Sur la fin de non-recevoir opposée par le port autonome de Papeete tenant à la nature de la demande principale :
2. Le juge du contrat ne peut, en principe, lorsqu'il est saisi par une partie d'un litige relatif à une mesure d'exécution d'un contrat, que rechercher si cette mesure est intervenue dans des conditions de nature à ouvrir droit à indemnité. Toutefois, une partie à un contrat administratif peut, eu égard à la portée d'une telle mesure d'exécution, former devant le juge du contrat un recours de plein contentieux contestant la validité de la résiliation de ce contrat et tendant à la reprise des relations contractuelles. Cette exception relative aux décisions de résiliation ne s'étend pas aux décisions de la personne publique refusant de faire application de stipulations du contrat relatives à son renouvellement. Il s'agit alors de mesures d'exécution du contrat qui n'ont ni pour objet, ni pour effet de mettre unilatéralement un terme à une convention en cours.
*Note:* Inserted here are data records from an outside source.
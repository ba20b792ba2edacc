//! Framebuffer, cursor, and mouse wrappers (GUI server surface).

use orion_abi::syscall as nr;
use orion_abi::syscall::{FbInfo, FbRect, FbText, MouseState, SYS_FB_TEXT_TRANSPARENT};

use super::process::CStrBuf;
use super::raw::{sys_call0, sys_call1};

pub fn sys_fb_info() -> Option<FbInfo> {
    let mut info = FbInfo::default();
    if sys_call1(nr::SYS_FB_INFO, &mut info as *mut _ as u32) != 0 {
        Some(info)
    } else {
        None
    }
}

pub fn sys_fb_fill_rect(x: i32, y: i32, w: i32, h: i32, color: u32) {
    let rect = FbRect { x, y, w, h, color };
    sys_call1(nr::SYS_FB_FILL_RECT, &rect as *const _ as u32);
}

pub fn sys_fb_draw_text(x: i32, y: i32, text: &str, fg: u32, bg: u32, transparent: bool) {
    let c = CStrBuf::new(text);
    let req = FbText {
        x,
        y,
        fg,
        bg,
        flags: if transparent { SYS_FB_TEXT_TRANSPARENT } else { 0 },
        text_ptr: c.ptr(),
    };
    sys_call1(nr::SYS_FB_DRAW_TEXT, &req as *const _ as u32);
}

pub fn sys_cursor_visible(visible: bool) {
    sys_call1(nr::SYS_CURSOR_VISIBLE, visible as u32);
}

pub fn sys_get_cursor_offset() -> u32 {
    sys_call0(nr::SYS_GET_CURSOR_OFFSET)
}

pub fn sys_set_cursor_offset(offset: u32) {
    sys_call1(nr::SYS_SET_CURSOR_OFFSET, offset);
}

pub fn sys_mouse_state() -> Option<MouseState> {
    let mut state = MouseState::default();
    if sys_call1(nr::SYS_MOUSE_STATE, &mut state as *mut _ as u32) != 0 {
        Some(state)
    } else {
        None
    }
}

pub fn sys_mouse_draw(visible: bool) {
    sys_call1(nr::SYS_MOUSE_DRAW, visible as u32);
}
3. Aux termes de l'article 1er de la convention du 12 novembre 2007, conclue entre la société requérante et le port autonome de Papeete " Objet de la convention " : " La présente convention d'autorisation d'outillage privé avec obligation de service public a pour objet d'autoriser l'entreprise de manutention portuaire à occuper le domaine public portuaire, telle que délimité sur le plan figurant à l'annexe deux, pour y exercer son activité conformément au cahier des charges type applicable aux entreprises d'acconage ci-annexé. ". L'article 2 " Durée " de cette convention stipule que " La présente convention est conclue pour une durée de vingt (20) ans, à compter du 10 novembre 2007. ".
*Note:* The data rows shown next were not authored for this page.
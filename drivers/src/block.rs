//! Drive-id space: the hidden map from ids to backends.
//!
//! `refresh_drive_map` assigns ids in enumeration order — AHCI, PATA, USB —
//! while ramdisks claim the top ids so the boot fallback is always `disk 7`
//! on the 8-slot table. AHCI and USB silicon drivers are collaborators;
//! their kinds exist in the map but nothing enumerates into them here.

use orion_abi::fs::{BackendKind, MAX_DISKS};
use orion_lib::IrqMutex;

use orion_fs::blockdev::{BlockOps, register_block_ops};

use crate::{ata, ramdisk};

#[derive(Clone, Copy)]
struct MapEntry {
    kind: BackendKind,
    index: u8,
}

impl MapEntry {
    const fn empty() -> Self {
        Self {
            kind: BackendKind::None,
            index: 0,
        }
    }
}

static MAP: IrqMutex<[MapEntry; MAX_DISKS]> = IrqMutex::new([MapEntry::empty(); MAX_DISKS]);

/// Rebuild the id map from whatever the backends report right now.
pub fn refresh_drive_map() {
    let mut fresh = [MapEntry::empty(); MAX_DISKS];
    let mut next = 0usize;

    for slot in 0..ata::ATA_SLOTS {
        if next >= MAX_DISKS {
            break;
        }
        if ata::present(slot) {
            fresh[next] = MapEntry {
                kind: BackendKind::Pata,
                index: slot as u8,
            };
            next += 1;
        }
    }

    // Ramdisks anchor at the top of the id space, newest last.
    let mut top = MAX_DISKS;
    for slot in (0..ramdisk::RAMDISK_SLOTS).rev() {
        if ramdisk::present(slot) && top > next {
            top -= 1;
            fresh[top] = MapEntry {
                kind: BackendKind::Ramdisk,
                index: slot as u8,
            };
        }
    }

    *MAP.lock() = fresh;
}

fn resolve(drive: u8) -> Option<(BackendKind, u8)> {
    if drive as usize >= MAX_DISKS {
        return None;
    }
    let entry = MAP.lock()[drive as usize];
    if entry.kind == BackendKind::None {
        None
    } else {
        Some((entry.kind, entry.index))
    }
}

fn op_present(drive: u8) -> bool {
    match resolve(drive) {
        Some((BackendKind::Pata, idx)) => ata::present(idx as usize),
        Some((BackendKind::Ramdisk, idx)) => ramdisk::present(idx as usize),
        _ => false,
    }
}

fn op_sector_count(drive: u8) -> u32 {
    match resolve(drive) {
        Some((BackendKind::Pata, idx)) => ata::sector_count(idx as usize),
        Some((BackendKind::Ramdisk, idx)) => ramdisk::sector_count(idx as usize),
        _ => 0,
    }
}

fn bounds_ok(drive: u8, lba: u32, count: u32) -> bool {
    let count = if count == 0 { 256 } else { count };
    let total = op_sector_count(drive);
    lba.checked_add(count).is_some_and(|end| end <= total)
}

fn op_read(drive: u8, lba: u32, count: u32, buf: &mut [u8]) -> bool {
    if !bounds_ok(drive, lba, count) {
        return false;
    }
    match resolve(drive) {
        Some((BackendKind::Pata, idx)) => ata::read(idx as usize, lba, count, buf),
        Some((BackendKind::Ramdisk, idx)) => ramdisk::read(idx as usize, lba, count, buf),
        _ => false,
    }
}

fn op_write(drive: u8, lba: u32, count: u32, buf: &[u8]) -> bool {
    if !bounds_ok(drive, lba, count) {
        return false;
    }
    match resolve(drive) {
        Some((BackendKind::Pata, idx)) => ata::write(idx as usize, lba, count, buf),
        Some((BackendKind::Ramdisk, idx)) => ramdisk::write(idx as usize, lba, count, buf),
        _ => false,
    }
}

fn op_flush(drive: u8) -> bool {
    match resolve(drive) {
        Some((BackendKind::Pata, idx)) => ata::flush(idx as usize),
        // Ramdisks have nothing to flush; success by definition.
        Some((BackendKind::Ramdisk, _)) => true,
        _ => false,
    }
}

fn op_model(drive: u8, out: &mut [u8]) -> bool {
    match resolve(drive) {
        Some((BackendKind::Pata, idx)) => ata::model(idx as usize, out),
        Some((BackendKind::Ramdisk, _)) => {
            orion_lib::string::copy_into_padded(out, b"RAM image");
            true
        }
        _ => false,
    }
}

fn op_backend(drive: u8) -> (BackendKind, u8) {
    resolve(drive).unwrap_or((BackendKind::None, 0))
}

static BLOCK_OPS: BlockOps = BlockOps {
    present: op_present,
    read: op_read,
    write: op_write,
    sector_count: op_sector_count,
    flush: op_flush,
    refresh_drive_map,
    model: op_model,
    backend: op_backend,
};

pub fn init() {
    refresh_drive_map();
    register_block_ops(&BLOCK_OPS);
}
4. Il ressort des pièces du dossier que, pour rejeter la demande de la SA Entreprise J.A. Cowan et Fils tendant à obtenir la prolongation de la durée de la convention d'autorisation d'outillage privé en cause avec obligation de service public, le port autonome de Papeete s'est fondé sur le fait qu'il entendait lancer une procédure de mise en concurrence, notamment pour " se mettre en conformité avec la jurisprudence Setil du 4 décembre 2003 ", que l'amortissement des équipements ne pouvait être pratiqué sur une période excédant la durée de l'occupation, que la SA Entreprise J.A. Cowan et Fils avait unilatéralement acquis sa nouvelle grue sans avis ou concertation préalable avec le port autonome de Papeete, cinq ans avant l'échéance de sa convention, tandis que le volume d'activité relatif à la manutention de conteneurs ayant diminué de 25 % entre 2021 et 2022 ne justifiait pas le besoin impérieux d'investir dans des moyens matériels supplémentaires, et, enfin, sur le fait qu'aucun élément d'information relatif à l'amortissement envisagé pour l'acquisition de la nouvelle grue portuaire n'avait été communiqué par la société requérante au port autonome de Papeete.
5. Toutefois, la décision de refus de prolonger la durée initiale de la convention d'occupation du domaine public portuaire en cause, soit l'article 2 de la convention portant sur sa durée, constitue une mesure d'exécution du contrat qui n'a ni pour objet ni pour effet de mettre unilatéralement un terme à une convention en cours. Dès lors, et conformément à ce qui a été dit au point 2, les conclusions présentées par la SA Entreprise J.A. Cowan et Fils tendant à l'annulation de la décision du 12 juillet 2024 prise par le directeur général du port autonome de Papeete sont, ainsi que le fait valoir le port autonome de Papeete en défense, irrecevables.
6. Il résulte de ce qui précède que, sans qu'il soit besoin d'examiner les moyens exposés par la SA Entreprise J.A. Cowan et Fils, la requête que celle-ci présente doit être rejetée en ce comprises ses conclusions à fin d'injonction.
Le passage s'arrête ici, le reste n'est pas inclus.